Ce qui devient de plus en plus apparent, c’est l’axe croissant Pakistan-Chine qui cherche à combler le vide créé par le départ américain de la région. Les Chinois se déplacent également plus loin en Afghanistan et au-delà. Pékin a également observé les ressources minérales et pétrolières de l’Iran voisin. Les Chinois ont montré leur volonté d’investir de l’ordre de 400 milliards de dollars en Iran sur sa BRI (initiative Ceinture-Route) et d’autres projets. L’Afghanistan peut être considéré comme un seul bloc dans ce jeu de dames.

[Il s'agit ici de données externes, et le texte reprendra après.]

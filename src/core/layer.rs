use crate::core::repository::LocalRepository;
use crate::core::{CommandRunner, CommandSpec, ConfigProvider, Coordinate};
use crate::utils::error::{LayerError, Result};
use crate::utils::monitor::SystemMonitor;
use chrono::{DateTime, Utc};
use serde::Serialize;
use std::path::{Path, PathBuf};
use std::process::Output;

pub const REPORT_FILE: &str = "build-report.json";

#[cfg(windows)]
const CLASSPATH_SEPARATOR: char = ';';
#[cfg(not(windows))]
const CLASSPATH_SEPARATOR: char = ':';

/// Everything a layer build touches, computed up front without side effects.
#[derive(Debug, Clone)]
pub struct LayerPlan {
    pub coordinate: Coordinate,
    pub library_dir: PathBuf,
    pub jar_path: PathBuf,
    pub pom_source: PathBuf,
    pub pom_target: PathBuf,
    pub output_dir: PathBuf,
    pub image_name: String,
    pub native_image: String,
    maven: String,
    remote_repositories: Vec<String>,
    extra_args: Vec<String>,
}

impl LayerPlan {
    pub fn new<C: ConfigProvider>(
        coordinate: Coordinate,
        native_image: impl Into<String>,
        repository: &LocalRepository,
        work_dir: &Path,
        config: &C,
    ) -> Result<Self> {
        let repository = repository.absolute()?;
        let work_dir = std::path::absolute(work_dir)?;
        let library_dir = repository.artifact_dir(&coordinate);
        Ok(Self {
            jar_path: repository.jar_path(&coordinate),
            pom_source: repository.pom_path(&coordinate),
            pom_target: library_dir.join("pom.xml"),
            output_dir: work_dir.join(coordinate.to_string()),
            image_name: coordinate.file_stem(),
            native_image: native_image.into(),
            maven: config.maven_executable().to_string(),
            remote_repositories: config.remote_repositories().to_vec(),
            extra_args: config.native_image_extra_args().to_vec(),
            library_dir,
            coordinate,
        })
    }

    /// `mvn dependency:get`, pulling the artifact and its transitive dependencies.
    pub fn resolve_command(&self) -> CommandSpec {
        let mut spec = CommandSpec::new(&self.maven).args([
            "dependency:get".to_string(),
            format!("-Dartifact={}", self.coordinate),
            "-Dtransitive=true".to_string(),
        ]);
        if !self.remote_repositories.is_empty() {
            spec = spec.arg(format!(
                "-DremoteRepositories={}",
                self.remote_repositories.join(",")
            ));
        }
        spec
    }

    /// Prints the dependency classpath of the POM copied into the artifact directory.
    pub fn classpath_command(&self) -> CommandSpec {
        CommandSpec::new(&self.maven)
            .args([
                "-q",
                "exec:exec",
                "-Dexec.executable=echo",
                "-Dexec.args=%classpath",
            ])
            .current_dir(&self.library_dir)
    }

    pub fn compile_command(&self, classpath: &str) -> CommandSpec {
        let jar = self.jar_path.display().to_string();
        let mut full_classpath = jar.clone();
        if !classpath.is_empty() {
            full_classpath.push(CLASSPATH_SEPARATOR);
            full_classpath.push_str(classpath);
        }

        CommandSpec::new(&self.native_image)
            .args([
                "-H:+UnlockExperimentalVMOptions".to_string(),
                "-cp".to_string(),
                full_classpath,
                format!("-H:LayerCreate=layer.nil,package={}", jar),
                "-H:+ReportExceptionStackTraces".to_string(),
                "--no-fallback".to_string(),
                "-o".to_string(),
                self.image_name.clone(),
            ])
            .args(self.extra_args.iter().cloned())
            .current_dir(&self.output_dir)
    }

    /// Human-readable plan for `--dry-run`.
    pub fn describe(&self) -> String {
        let lines = [
            format!("coordinate:   {}", self.coordinate),
            format!("library dir:  {}", self.library_dir.display()),
            format!("jar:          {}", self.jar_path.display()),
            format!(
                "pom:          {} -> {}",
                self.pom_source.display(),
                self.pom_target.display()
            ),
            format!("output dir:   {}", self.output_dir.display()),
            format!("image:        {}", self.image_name),
            format!("1. {}", self.resolve_command()),
            format!("2. {}", self.classpath_command()),
            format!("3. {}", self.compile_command("<classpath>")),
        ];
        lines.join("\n")
    }
}

#[derive(Debug, Clone, Serialize)]
pub struct LayerReport {
    pub coordinate: String,
    pub image_name: String,
    pub output_dir: PathBuf,
    /// `None` when native-image was terminated by a signal.
    pub exit_code: Option<i32>,
    pub started_at: DateTime<Utc>,
    pub finished_at: DateTime<Utc>,
}

impl LayerReport {
    pub fn success(&self) -> bool {
        self.exit_code == Some(0)
    }

    async fn write_to(&self, dir: &Path) -> Result<PathBuf> {
        let path = dir.join(REPORT_FILE);
        let json = serde_json::to_vec_pretty(self)?;
        tokio::fs::write(&path, json).await?;
        Ok(path)
    }
}

pub struct LayerBuilder<R: CommandRunner> {
    runner: R,
    monitor: SystemMonitor,
}

impl<R: CommandRunner> LayerBuilder<R> {
    pub fn new(runner: R) -> Self {
        Self::new_with_monitoring(runner, false)
    }

    pub fn new_with_monitoring(runner: R, monitor_enabled: bool) -> Self {
        Self {
            runner,
            monitor: SystemMonitor::new(monitor_enabled),
        }
    }

    pub async fn build(&self, plan: &LayerPlan) -> Result<LayerReport> {
        let started_at = Utc::now();
        tracing::info!("🚀 Building layer for {}", plan.coordinate);

        self.resolve(plan).await?;
        self.locate(plan).await?;
        self.prepare_pom(plan).await?;

        tokio::fs::create_dir_all(&plan.output_dir).await?;
        tracing::debug!("Output directory: {}", plan.output_dir.display());

        let classpath = self.classpath(plan).await?;

        let compile = plan.compile_command(&classpath);
        tracing::info!("🔨 Compiling layer {}", plan.image_name);
        tracing::debug!("{}", compile);
        self.monitor.log_stats("Before native-image");
        let status = self.runner.status(&compile).await?;
        self.monitor.log_stats("After native-image");

        let report = LayerReport {
            coordinate: plan.coordinate.to_string(),
            image_name: plan.image_name.clone(),
            output_dir: plan.output_dir.clone(),
            exit_code: status.code(),
            started_at,
            finished_at: Utc::now(),
        };
        let report_path = report.write_to(&plan.output_dir).await?;
        tracing::debug!("Build report written to {}", report_path.display());
        self.monitor.log_final_stats();

        match report.exit_code {
            Some(0) => tracing::info!("✅ Layer {} built", plan.image_name),
            Some(code) => tracing::warn!("native-image exited with code {}", code),
            None => {
                return Err(LayerError::CompilerTerminated {
                    coordinate: plan.coordinate.to_string(),
                })
            }
        }

        Ok(report)
    }

    async fn resolve(&self, plan: &LayerPlan) -> Result<()> {
        tracing::info!("📦 Resolving {}", plan.coordinate);
        let status = self.runner.status(&plan.resolve_command()).await?;
        if !status.success() {
            return Err(LayerError::ResolutionFailed {
                coordinate: plan.coordinate.to_string(),
                code: status.code(),
            });
        }
        Ok(())
    }

    async fn locate(&self, plan: &LayerPlan) -> Result<()> {
        if !tokio::fs::try_exists(&plan.library_dir).await? {
            return Err(LayerError::ArtifactNotFound {
                coordinate: plan.coordinate.to_string(),
                path: plan.library_dir.clone(),
            });
        }
        Ok(())
    }

    async fn prepare_pom(&self, plan: &LayerPlan) -> Result<()> {
        if !tokio::fs::try_exists(&plan.pom_source).await? {
            return Err(LayerError::ArtifactNotFound {
                coordinate: plan.coordinate.to_string(),
                path: plan.pom_source.clone(),
            });
        }
        tokio::fs::copy(&plan.pom_source, &plan.pom_target).await?;
        tracing::debug!(
            "Copied {} to {}",
            plan.pom_source.display(),
            plan.pom_target.display()
        );
        Ok(())
    }

    async fn classpath(&self, plan: &LayerPlan) -> Result<String> {
        tracing::info!("🔗 Computing classpath");
        let output = self.runner.output(&plan.classpath_command()).await?;
        if !output.status.success() {
            return Err(LayerError::ClasspathFailed {
                coordinate: plan.coordinate.to_string(),
                message: failure_message(&output),
            });
        }

        let classpath = String::from_utf8_lossy(&output.stdout).trim_end().to_string();
        tracing::debug!("Classpath has {} entries", classpath_entries(&classpath));
        Ok(classpath)
    }
}

fn classpath_entries(classpath: &str) -> usize {
    classpath
        .split(CLASSPATH_SEPARATOR)
        .filter(|entry| !entry.is_empty())
        .count()
}

// Maven in quiet mode reports errors on stdout.
fn failure_message(output: &Output) -> String {
    let last_line = |bytes: &[u8]| {
        String::from_utf8_lossy(bytes)
            .lines()
            .rev()
            .find(|line| !line.trim().is_empty())
            .map(|line| line.trim().to_string())
    };

    last_line(output.stderr.as_slice())
        .or_else(|| last_line(output.stdout.as_slice()))
        .unwrap_or_else(|| match output.status.code() {
            Some(code) => format!("exit code {}", code),
            None => "terminated by signal".to_string(),
        })
}

#[cfg(test)]
mod tests {
    use super::*;
    use crate::config::LayerConfig;

    fn plan_with(config: &LayerConfig) -> LayerPlan {
        let coordinate = Coordinate::parse("org.slf4j:slf4j-api:2.0.9").unwrap();
        LayerPlan::new(
            coordinate,
            "/opt/graalvm/bin/native-image",
            &LocalRepository::new("/repo"),
            Path::new("/work"),
            config,
        )
        .unwrap()
    }

    #[test]
    fn test_plan_paths() {
        let plan = plan_with(&LayerConfig::default());

        assert_eq!(plan.library_dir, PathBuf::from("/repo/org/slf4j/slf4j-api/2.0.9"));
        assert_eq!(plan.jar_path, PathBuf::from("/repo/org/slf4j/slf4j-api/2.0.9/slf4j-api-2.0.9.jar"));
        assert_eq!(plan.pom_target, PathBuf::from("/repo/org/slf4j/slf4j-api/2.0.9/pom.xml"));
        assert_eq!(plan.output_dir, PathBuf::from("/work/org.slf4j:slf4j-api:2.0.9"));
        assert_eq!(plan.image_name, "slf4j-api-2.0.9");
    }

    #[cfg(unix)]
    #[test]
    fn test_relative_dirs_give_absolute_compile_paths() {
        let coordinate = Coordinate::parse("a:b:1").unwrap();
        let plan = LayerPlan::new(
            coordinate,
            "native-image",
            &LocalRepository::new("m2repo"),
            Path::new("."),
            &LayerConfig::default(),
        )
        .unwrap();
        let cwd = std::env::current_dir().unwrap();

        assert!(plan.output_dir.is_absolute());
        assert_eq!(plan.jar_path, cwd.join("m2repo/a/b/1/b-1.jar"));

        // native-image runs inside output_dir, so its jar arguments must not be relative
        let spec = plan.compile_command("");
        let jar = plan.jar_path.display().to_string();
        assert_eq!(spec.current_dir.as_deref(), Some(plan.output_dir.as_path()));
        assert_eq!(spec.args[2], jar);
        assert_eq!(spec.args[3], format!("-H:LayerCreate=layer.nil,package={}", jar));
    }

    #[test]
    fn test_resolve_command() {
        let plan = plan_with(&LayerConfig::default());
        let spec = plan.resolve_command();

        assert_eq!(spec.program, "mvn");
        assert_eq!(
            spec.args,
            vec![
                "dependency:get",
                "-Dartifact=org.slf4j:slf4j-api:2.0.9",
                "-Dtransitive=true"
            ]
        );
        assert!(spec.current_dir.is_none());
    }

    #[test]
    fn test_resolve_command_with_remote_repositories() {
        let mut config = LayerConfig::default();
        config.maven.remote_repositories = vec![
            "https://repo1.maven.org/maven2".to_string(),
            "https://nexus.local/repo".to_string(),
        ];
        let spec = plan_with(&config).resolve_command();

        assert_eq!(
            spec.args.last().map(String::as_str),
            Some("-DremoteRepositories=https://repo1.maven.org/maven2,https://nexus.local/repo")
        );
    }

    #[test]
    fn test_classpath_command_runs_in_library_dir() {
        let plan = plan_with(&LayerConfig::default());
        let spec = plan.classpath_command();

        assert_eq!(
            spec.args,
            vec!["-q", "exec:exec", "-Dexec.executable=echo", "-Dexec.args=%classpath"]
        );
        assert_eq!(spec.current_dir.as_deref(), Some(plan.library_dir.as_path()));
    }

    #[cfg(unix)]
    #[test]
    fn test_compile_command_flags() {
        let mut config = LayerConfig::default();
        config.native_image.extra_args = vec!["-J-Xmx8g".to_string()];
        let plan = plan_with(&config);
        let jar = "/repo/org/slf4j/slf4j-api/2.0.9/slf4j-api-2.0.9.jar";

        let spec = plan.compile_command("/repo/a.jar:/repo/b.jar");

        assert_eq!(spec.program, "/opt/graalvm/bin/native-image");
        assert_eq!(
            spec.args,
            vec![
                "-H:+UnlockExperimentalVMOptions".to_string(),
                "-cp".to_string(),
                format!("{}:/repo/a.jar:/repo/b.jar", jar),
                format!("-H:LayerCreate=layer.nil,package={}", jar),
                "-H:+ReportExceptionStackTraces".to_string(),
                "--no-fallback".to_string(),
                "-o".to_string(),
                "slf4j-api-2.0.9".to_string(),
                "-J-Xmx8g".to_string(),
            ]
        );
        assert_eq!(spec.current_dir.as_deref(), Some(plan.output_dir.as_path()));
    }

    #[test]
    fn test_compile_command_with_empty_classpath() {
        let plan = plan_with(&LayerConfig::default());
        let spec = plan.compile_command("");
        assert_eq!(spec.args[2], plan.jar_path.display().to_string());
    }

    #[test]
    fn test_describe_lists_every_step() {
        let description = plan_with(&LayerConfig::default()).describe();
        assert!(description.contains("1. mvn dependency:get"));
        assert!(description.contains("2. (in /repo/org/slf4j/slf4j-api/2.0.9) mvn -q exec:exec"));
        assert!(description.contains("3. (in /work/org.slf4j:slf4j-api:2.0.9) /opt/graalvm/bin/native-image"));
    }

    #[test]
    fn test_classpath_entries() {
        assert_eq!(classpath_entries(""), 0);
        assert_eq!(classpath_entries(&format!("a.jar{}b.jar", CLASSPATH_SEPARATOR)), 2);
    }
}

Le récent accord d’échange de renseignements conclu entre le Pakistan et la Chine est une autre paille dans le vent. C’est quelque chose qui ne doit pas être perdu pour les autres pays de la région.
 
L’Inde a participé à la reconstruction de l’Afghanistan. L’Inde a aidé à construire des hôpitaux, des écoles, le complexe du Parlement et le barrage de Salma dans le pays. L’Inde est impliquée dans ces travaux depuis plusieurs années maintenant, fournissant des infrastructures de base dans ce pays en difficulté. New Delhi a investi plus de 2 milliards de dollars en Afghanistan – cela doit être pris en compte par la communauté mondiale.
 
Actuellement, près d’un tiers de la population afghane est infectée par le coronavirus. Mais cela ne semble pas préoccuper beaucoup le monde extérieur, en particulier les acteurs régionaux qui semblent plus désireux de se tailler une place dans le pays. Il est grand temps que le peuple afghan qui souffre depuis longtemps soit entendu. Ils le méritent.
 
Texte de: M. K. TIKKU, commentateur politique
 
 Traduction: SAVITA P.TANEJA, Responsable du service français d’ESD,AIR.